** Data extracted from a collection **
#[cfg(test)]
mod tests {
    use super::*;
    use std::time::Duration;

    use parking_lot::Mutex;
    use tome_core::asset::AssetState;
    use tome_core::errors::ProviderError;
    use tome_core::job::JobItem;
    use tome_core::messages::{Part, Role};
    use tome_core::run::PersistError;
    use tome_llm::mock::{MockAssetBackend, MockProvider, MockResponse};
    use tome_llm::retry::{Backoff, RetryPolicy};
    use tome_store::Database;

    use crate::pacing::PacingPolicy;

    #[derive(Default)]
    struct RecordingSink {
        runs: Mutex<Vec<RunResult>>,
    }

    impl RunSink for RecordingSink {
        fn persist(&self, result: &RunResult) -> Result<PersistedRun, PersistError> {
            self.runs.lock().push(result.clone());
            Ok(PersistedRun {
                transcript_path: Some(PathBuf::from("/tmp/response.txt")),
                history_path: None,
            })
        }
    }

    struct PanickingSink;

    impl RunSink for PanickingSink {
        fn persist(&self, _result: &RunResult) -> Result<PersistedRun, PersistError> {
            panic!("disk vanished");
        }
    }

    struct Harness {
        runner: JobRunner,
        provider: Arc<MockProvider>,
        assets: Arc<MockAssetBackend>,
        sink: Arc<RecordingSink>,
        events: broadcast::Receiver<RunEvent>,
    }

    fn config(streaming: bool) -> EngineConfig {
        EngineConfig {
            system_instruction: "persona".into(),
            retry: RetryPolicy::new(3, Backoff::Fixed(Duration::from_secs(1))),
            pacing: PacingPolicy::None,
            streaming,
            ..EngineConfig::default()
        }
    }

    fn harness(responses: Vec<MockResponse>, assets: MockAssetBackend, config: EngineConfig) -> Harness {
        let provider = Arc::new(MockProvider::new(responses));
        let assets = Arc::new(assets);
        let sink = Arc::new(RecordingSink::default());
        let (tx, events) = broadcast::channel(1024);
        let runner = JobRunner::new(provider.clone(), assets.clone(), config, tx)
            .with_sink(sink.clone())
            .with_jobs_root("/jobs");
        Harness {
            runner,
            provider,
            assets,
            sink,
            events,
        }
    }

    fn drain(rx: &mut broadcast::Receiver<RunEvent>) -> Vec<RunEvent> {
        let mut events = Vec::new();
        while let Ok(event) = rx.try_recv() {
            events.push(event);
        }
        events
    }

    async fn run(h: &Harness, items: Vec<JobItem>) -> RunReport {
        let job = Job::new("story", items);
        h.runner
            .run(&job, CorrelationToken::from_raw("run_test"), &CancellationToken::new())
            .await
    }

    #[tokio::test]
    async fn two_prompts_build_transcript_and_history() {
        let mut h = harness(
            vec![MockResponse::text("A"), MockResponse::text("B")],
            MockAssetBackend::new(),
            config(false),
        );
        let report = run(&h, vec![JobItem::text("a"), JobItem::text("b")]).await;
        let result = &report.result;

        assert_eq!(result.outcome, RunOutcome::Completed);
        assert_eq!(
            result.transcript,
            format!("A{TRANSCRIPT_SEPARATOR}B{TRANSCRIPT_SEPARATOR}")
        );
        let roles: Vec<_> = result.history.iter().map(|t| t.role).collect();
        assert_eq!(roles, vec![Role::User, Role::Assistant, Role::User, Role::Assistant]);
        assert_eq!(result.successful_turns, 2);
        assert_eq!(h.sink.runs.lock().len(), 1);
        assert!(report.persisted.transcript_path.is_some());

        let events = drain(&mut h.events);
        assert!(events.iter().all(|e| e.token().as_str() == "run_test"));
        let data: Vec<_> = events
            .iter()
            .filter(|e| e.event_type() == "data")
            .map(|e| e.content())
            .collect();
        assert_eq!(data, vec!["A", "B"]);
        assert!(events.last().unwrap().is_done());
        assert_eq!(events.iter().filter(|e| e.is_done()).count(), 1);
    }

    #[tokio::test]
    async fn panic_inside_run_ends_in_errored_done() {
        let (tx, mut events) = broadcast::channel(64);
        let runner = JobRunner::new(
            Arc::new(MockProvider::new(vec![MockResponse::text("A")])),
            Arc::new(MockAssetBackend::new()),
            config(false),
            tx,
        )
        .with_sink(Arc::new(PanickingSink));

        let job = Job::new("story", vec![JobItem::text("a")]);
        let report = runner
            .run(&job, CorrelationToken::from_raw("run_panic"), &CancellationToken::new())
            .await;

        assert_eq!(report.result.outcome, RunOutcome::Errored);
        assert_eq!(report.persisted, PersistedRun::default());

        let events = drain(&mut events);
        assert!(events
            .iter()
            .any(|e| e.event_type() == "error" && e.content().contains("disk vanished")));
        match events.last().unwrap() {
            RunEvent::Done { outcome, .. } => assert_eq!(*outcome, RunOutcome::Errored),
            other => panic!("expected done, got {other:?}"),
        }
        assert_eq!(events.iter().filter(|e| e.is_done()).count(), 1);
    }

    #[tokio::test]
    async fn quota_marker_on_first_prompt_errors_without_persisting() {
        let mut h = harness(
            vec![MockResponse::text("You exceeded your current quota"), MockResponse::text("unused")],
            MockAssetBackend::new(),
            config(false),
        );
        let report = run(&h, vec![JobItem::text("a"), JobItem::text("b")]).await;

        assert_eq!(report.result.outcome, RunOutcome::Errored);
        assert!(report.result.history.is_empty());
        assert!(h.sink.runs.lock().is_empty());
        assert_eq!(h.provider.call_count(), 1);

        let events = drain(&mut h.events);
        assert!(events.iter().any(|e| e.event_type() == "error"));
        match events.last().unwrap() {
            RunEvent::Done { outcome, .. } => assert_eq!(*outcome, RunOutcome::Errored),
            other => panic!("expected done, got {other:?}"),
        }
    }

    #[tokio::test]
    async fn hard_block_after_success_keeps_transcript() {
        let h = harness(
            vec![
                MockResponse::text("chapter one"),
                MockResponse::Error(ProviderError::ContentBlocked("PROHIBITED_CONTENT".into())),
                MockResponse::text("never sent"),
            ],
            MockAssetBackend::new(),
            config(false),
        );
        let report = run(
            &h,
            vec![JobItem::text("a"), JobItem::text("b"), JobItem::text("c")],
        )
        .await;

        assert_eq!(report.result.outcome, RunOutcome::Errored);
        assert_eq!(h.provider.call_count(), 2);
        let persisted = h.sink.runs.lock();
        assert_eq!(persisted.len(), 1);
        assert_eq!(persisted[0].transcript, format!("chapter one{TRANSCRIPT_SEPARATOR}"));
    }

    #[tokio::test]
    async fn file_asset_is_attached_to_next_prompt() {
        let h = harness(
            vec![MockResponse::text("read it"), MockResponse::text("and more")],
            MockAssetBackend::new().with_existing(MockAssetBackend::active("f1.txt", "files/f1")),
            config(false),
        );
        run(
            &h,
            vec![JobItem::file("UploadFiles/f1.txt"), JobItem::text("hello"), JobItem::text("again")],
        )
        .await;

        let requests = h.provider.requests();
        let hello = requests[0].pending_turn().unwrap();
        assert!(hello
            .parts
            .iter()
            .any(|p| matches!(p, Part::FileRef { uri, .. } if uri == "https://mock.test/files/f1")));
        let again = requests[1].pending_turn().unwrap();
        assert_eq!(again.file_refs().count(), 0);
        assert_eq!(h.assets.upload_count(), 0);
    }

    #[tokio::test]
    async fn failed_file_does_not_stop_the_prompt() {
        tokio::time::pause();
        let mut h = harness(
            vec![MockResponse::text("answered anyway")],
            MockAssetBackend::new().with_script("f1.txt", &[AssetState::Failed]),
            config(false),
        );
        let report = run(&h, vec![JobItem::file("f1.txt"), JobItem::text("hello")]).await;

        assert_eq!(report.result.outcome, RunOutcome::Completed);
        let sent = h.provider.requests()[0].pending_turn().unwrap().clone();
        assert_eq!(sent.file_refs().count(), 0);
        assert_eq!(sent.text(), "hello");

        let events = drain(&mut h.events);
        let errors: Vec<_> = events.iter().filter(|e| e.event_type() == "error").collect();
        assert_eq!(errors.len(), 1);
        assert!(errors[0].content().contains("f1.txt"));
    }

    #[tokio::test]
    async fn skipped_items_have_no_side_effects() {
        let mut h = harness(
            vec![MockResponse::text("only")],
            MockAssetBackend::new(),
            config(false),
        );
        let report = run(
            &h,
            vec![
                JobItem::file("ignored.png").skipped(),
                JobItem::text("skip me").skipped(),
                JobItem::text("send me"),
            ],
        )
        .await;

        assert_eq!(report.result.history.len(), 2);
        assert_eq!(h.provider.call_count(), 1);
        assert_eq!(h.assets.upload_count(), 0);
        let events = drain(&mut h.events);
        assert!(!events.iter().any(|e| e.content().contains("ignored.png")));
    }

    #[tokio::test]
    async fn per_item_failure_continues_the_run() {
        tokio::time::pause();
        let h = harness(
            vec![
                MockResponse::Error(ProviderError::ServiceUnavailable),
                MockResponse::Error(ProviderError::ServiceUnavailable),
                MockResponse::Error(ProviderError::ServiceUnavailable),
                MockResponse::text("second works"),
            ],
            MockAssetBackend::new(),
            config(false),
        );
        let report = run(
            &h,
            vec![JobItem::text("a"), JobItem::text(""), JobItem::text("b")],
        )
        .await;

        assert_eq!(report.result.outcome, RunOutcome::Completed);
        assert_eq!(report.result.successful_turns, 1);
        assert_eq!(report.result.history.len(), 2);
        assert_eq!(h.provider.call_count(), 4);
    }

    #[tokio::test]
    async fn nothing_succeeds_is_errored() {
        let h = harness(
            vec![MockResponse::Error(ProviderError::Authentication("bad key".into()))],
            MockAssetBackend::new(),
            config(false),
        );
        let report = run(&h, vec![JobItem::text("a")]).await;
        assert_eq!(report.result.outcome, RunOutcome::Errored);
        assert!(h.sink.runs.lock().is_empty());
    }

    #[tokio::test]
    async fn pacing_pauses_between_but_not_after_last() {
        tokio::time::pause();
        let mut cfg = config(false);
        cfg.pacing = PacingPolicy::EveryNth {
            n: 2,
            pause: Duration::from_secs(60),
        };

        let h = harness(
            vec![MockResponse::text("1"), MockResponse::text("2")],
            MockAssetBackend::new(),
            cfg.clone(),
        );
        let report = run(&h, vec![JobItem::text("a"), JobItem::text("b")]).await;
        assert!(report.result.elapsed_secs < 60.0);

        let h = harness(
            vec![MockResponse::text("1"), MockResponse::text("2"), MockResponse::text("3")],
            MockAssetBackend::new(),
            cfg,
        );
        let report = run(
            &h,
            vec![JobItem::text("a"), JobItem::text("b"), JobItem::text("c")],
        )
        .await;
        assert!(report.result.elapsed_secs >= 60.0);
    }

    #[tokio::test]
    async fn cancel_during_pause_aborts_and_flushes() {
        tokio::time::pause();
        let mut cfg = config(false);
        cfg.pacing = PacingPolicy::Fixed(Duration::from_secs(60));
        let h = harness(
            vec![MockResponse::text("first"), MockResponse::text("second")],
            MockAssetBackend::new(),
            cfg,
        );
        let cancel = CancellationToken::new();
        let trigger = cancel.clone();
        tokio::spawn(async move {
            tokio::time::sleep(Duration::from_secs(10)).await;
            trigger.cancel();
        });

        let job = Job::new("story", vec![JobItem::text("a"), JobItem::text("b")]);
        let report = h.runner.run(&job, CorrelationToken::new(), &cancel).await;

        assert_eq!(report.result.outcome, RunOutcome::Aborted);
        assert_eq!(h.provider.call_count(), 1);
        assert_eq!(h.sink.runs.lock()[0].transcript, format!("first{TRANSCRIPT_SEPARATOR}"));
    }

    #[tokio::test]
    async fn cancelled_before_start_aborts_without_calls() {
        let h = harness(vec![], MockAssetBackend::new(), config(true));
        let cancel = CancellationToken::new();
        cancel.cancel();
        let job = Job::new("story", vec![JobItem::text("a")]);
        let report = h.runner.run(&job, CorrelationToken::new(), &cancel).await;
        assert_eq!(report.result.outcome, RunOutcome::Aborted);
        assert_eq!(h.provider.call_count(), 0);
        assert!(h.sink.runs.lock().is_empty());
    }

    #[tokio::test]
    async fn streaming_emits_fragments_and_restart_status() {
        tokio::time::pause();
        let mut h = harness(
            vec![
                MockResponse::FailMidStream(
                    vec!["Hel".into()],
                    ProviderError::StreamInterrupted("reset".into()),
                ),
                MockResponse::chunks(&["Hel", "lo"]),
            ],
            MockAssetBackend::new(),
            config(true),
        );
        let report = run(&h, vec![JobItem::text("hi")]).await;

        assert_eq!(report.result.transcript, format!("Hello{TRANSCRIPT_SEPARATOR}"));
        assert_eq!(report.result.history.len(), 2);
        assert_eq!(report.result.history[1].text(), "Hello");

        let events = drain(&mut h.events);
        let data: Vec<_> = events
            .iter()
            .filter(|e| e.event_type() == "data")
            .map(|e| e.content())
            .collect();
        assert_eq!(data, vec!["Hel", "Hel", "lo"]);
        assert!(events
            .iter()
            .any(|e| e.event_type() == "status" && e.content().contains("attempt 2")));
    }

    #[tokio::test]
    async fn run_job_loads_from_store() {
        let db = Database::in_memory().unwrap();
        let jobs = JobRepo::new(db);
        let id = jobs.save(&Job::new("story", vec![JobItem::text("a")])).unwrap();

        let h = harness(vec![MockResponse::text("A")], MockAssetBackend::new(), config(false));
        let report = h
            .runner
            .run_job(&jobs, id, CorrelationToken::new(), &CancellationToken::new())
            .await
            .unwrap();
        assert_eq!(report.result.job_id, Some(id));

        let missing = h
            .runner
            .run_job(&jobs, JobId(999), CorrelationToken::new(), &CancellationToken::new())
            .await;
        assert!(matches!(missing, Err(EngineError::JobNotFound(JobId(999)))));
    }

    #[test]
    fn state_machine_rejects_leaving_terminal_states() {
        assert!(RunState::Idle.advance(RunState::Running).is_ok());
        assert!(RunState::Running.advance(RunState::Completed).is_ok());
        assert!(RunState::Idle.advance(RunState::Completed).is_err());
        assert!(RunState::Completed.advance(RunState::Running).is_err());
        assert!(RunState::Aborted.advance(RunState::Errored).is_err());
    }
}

** How to complete this task **
Go through the records above and copy each line where "None" is found.

** Output **
                history_path: None,
            pacing: PacingPolicy::None,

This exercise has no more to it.